The sad face of murdered Ballymena woman, Shirley Finlay, looks out of the front page of the News Letter on what would have been her 25th birthday. The headline reads: "Strangled".

The paper says "the vulnerable young woman who was strangled, wrapped in a duvet and dumped in a car park may also have been subjected to a sickening sex attack."

It says; "Shirley Finlay's murder, and the revelations about her lonely, troubled life have stunned her home town of Ballymena."

The News Letter also reports that out of almost 2,000 sex attacks in Northern Ireland, only one in five cases goes to court.


The paper says: "The shortfall is attributed to victims proving unwilling to testify and support workers have called for action to make the judicial process less daunting".

The Irish News claims an exclusive that "the Northern Ireland Office has spent more than 2m in four years on consultants to help hire civil service staff - despite having its own internal recruitment service".

The paper says: "Questions have been raised about the cost of recruitment and why the civil service has an annual staff turnover of 10%".

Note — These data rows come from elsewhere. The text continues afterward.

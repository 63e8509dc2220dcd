use std::path::Path;

use anyhow::Context;
use shotgroup_shared::config::{DistributionConfig, SimulationConfig};
use shotgroup_sim::runner;

use crate::output;

pub fn run(
    config: &SimulationConfig,
    n_workers: Option<usize>,
    group_sizes: Vec<usize>,
    output_dir: &str,
) -> anyhow::Result<()> {
    let dist = DistributionConfig {
        group_sizes,
        ..DistributionConfig::default()
    };
    dist.validate()?;
    config.validate()?;

    println!(
        "Analyzing mean radius distribution for group sizes {:?} ({} groups each)...",
        dist.group_sizes, config.n_groups
    );

    let start = std::time::Instant::now();
    let reports = runner::run_distribution_analysis(&dist, config, n_workers)?;
    let elapsed = start.elapsed();

    let dir = Path::new(output_dir);
    std::fs::create_dir_all(dir)
        .with_context(|| format!("failed to create output directory {}", dir.display()))?;

    for report in &reports {
        output::print_distribution_report(report);
        let path = dir.join(format!("mr_distribution_n{}.json", report.n_shots));
        let record = serde_json::to_string_pretty(report)?;
        std::fs::write(&path, record)
            .with_context(|| format!("failed to write {}", path.display()))?;
        println!("  Saved: {}", path.display());
    }

    println!("\nAnalysis complete in {:.2}s", elapsed.as_secs_f64());
    Ok(())
}
mod commands;
mod output;

use clap::{Args, Parser, Subcommand};
use shotgroup_shared::config::{SimulationConfig, BASE_SEED, BATCH_SIZE, GROUPS_PER_SIZE};

#[derive(Parser)]
#[command(name = "shotgroup", about = "Shot group ES / MR Monte Carlo")]
struct Cli {
    /// Log verbosity level (trace, debug, info, warn, error)
    #[arg(long, global = true, default_value = "info")]
    log_level: tracing::Level,

    #[command(subcommand)]
    command: Commands,
}

#[derive(Args, Clone)]
struct SimArgs {
    /// Groups simulated per group size
    #[arg(long, default_value_t = GROUPS_PER_SIZE)]
    simulations: usize,
    /// Groups generated per batch (bounds memory)
    #[arg(long, default_value_t = BATCH_SIZE)]
    batch_size: usize,
    /// Base seed; each group size uses seed + n_shots
    #[arg(long, default_value_t = BASE_SEED)]
    seed: u64,
    /// Number of parallel workers (0 = auto)
    #[arg(long, default_value = "0")]
    workers: usize,
}

impl SimArgs {
    fn config(&self) -> SimulationConfig {
        SimulationConfig {
            base_seed: self.seed,
            batch_size: self.batch_size,
            n_groups: self.simulations,
            ..SimulationConfig::default()
        }
    }

    fn n_workers(&self) -> Option<usize> {
        if self.workers == 0 {
            None
        } else {
            Some(self.workers)
        }
    }
}

#[derive(Subcommand)]
enum Commands {
    /// Build the ES -> MR percentile lookup table
    Table {
        #[command(flatten)]
        sim: SimArgs,
        /// Smallest group size (columns)
        #[arg(long, default_value = "3")]
        min_shots: usize,
        /// Largest group size (columns)
        #[arg(long, default_value = "25")]
        max_shots: usize,
        /// Number of ES rows, 0.1 MOA apart starting at 0.1
        #[arg(long, default_value = "20")]
        es_rows: usize,
        /// Output file
        #[arg(short, long, default_value = "es_to_mr_table.js")]
        output: String,
        /// Write plain JSON instead of a JavaScript const
        #[arg(long)]
        json: bool,
    },
    /// Fit Normal and Rayleigh distributions to simulated mean radii
    Distribution {
        #[command(flatten)]
        sim: SimArgs,
        /// Group sizes to analyze
        #[arg(long, value_delimiter = ',', default_value = "3,5,10,20")]
        group_sizes: Vec<usize>,
        /// Directory for the per-group-size fit records
        #[arg(long, default_value = ".")]
        output_dir: String,
    },
}

fn main() -> anyhow::Result<()> {
    let cli = Cli::parse();

    tracing_subscriber::fmt()
        .with_max_level(cli.log_level)
        .with_target(false)
        .init();

    match cli.command {
        Commands::Table {
            sim,
            min_shots,
            max_shots,
            es_rows,
            output,
            json,
        } => commands::table::run(
            &sim.config(),
            sim.n_workers(),
            min_shots..=max_shots,
            es_rows,
            &output,
            json,
        ),
        Commands::Distribution {
            sim,
            group_sizes,
            output_dir,
        } => commands::distribution::run(&sim.config(), sim.n_workers(), group_sizes, &output_dir),
    }
}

The paper also features an eye-catching front-page picture of Patrick and Peggy McGlynn from Castlederg sitting in their greenhouse beside their giant 11-stone pumpkin.

Not even the tail end of Hurricane Gordon could shift that monster vegetable.

"Game On" is the headline in the Belfast Telegraph.


The paper has extensive coverage of Darren Clarke and his team mates as the Ryder Cup tees off.

"The eyes of the world are focussed on Ireland as up to a billion people around the globe will tune into the clash at the K Club," says the paper.

The Independent leads with a quote from a United Nations report published on Thursday which says torture in Iraq is now worse than in the Saddam era.

Beside a picture of a bound and gagged Iraqi man, it says: "Bodies often bear signs of severe torture including acid-induced injuries and burns caused by chemical substances... missing eyes, missing teeth and wounds caused by power drills or nails."

Elsewhere in politics, "Brown feels the Cameron effect" says the front-page of the Guardian.

It reports on an opinion poll that shows voters believe David Cameron would make a more effective prime minister than Gordon Brown.

Mr Brown got a higher percentage than Mr Cameron in only two questions. "Who is likely to make the right decisions when the going gets tough?" and "Who is most likely to stab a colleague in the back?"


The Daily Telegraph reports that Britain may issue a "statement of regret" over slavery.

The paper says: "The Government may say sorry for Britain's role in the slave trade when the country marks the 200th anniversary next year of the legislation that led to its abolition."

Finally, believe it or not marmalade is making the headlines.

Not the humble marmalade you may be spreading on your toast at this very moment but a 4,000 jar of vintage whiskey, champagne and edible gold leaf created by Duerrs to mark their 125th birthday.

The Daily Mail estimates that this works out at 77 per slice or 11 per mouthful - so you wouldn't want to drop it sticky side down.

The paper says "to call this luxurious concoction marmalade is a bit like describing the finest caviar as fish paste."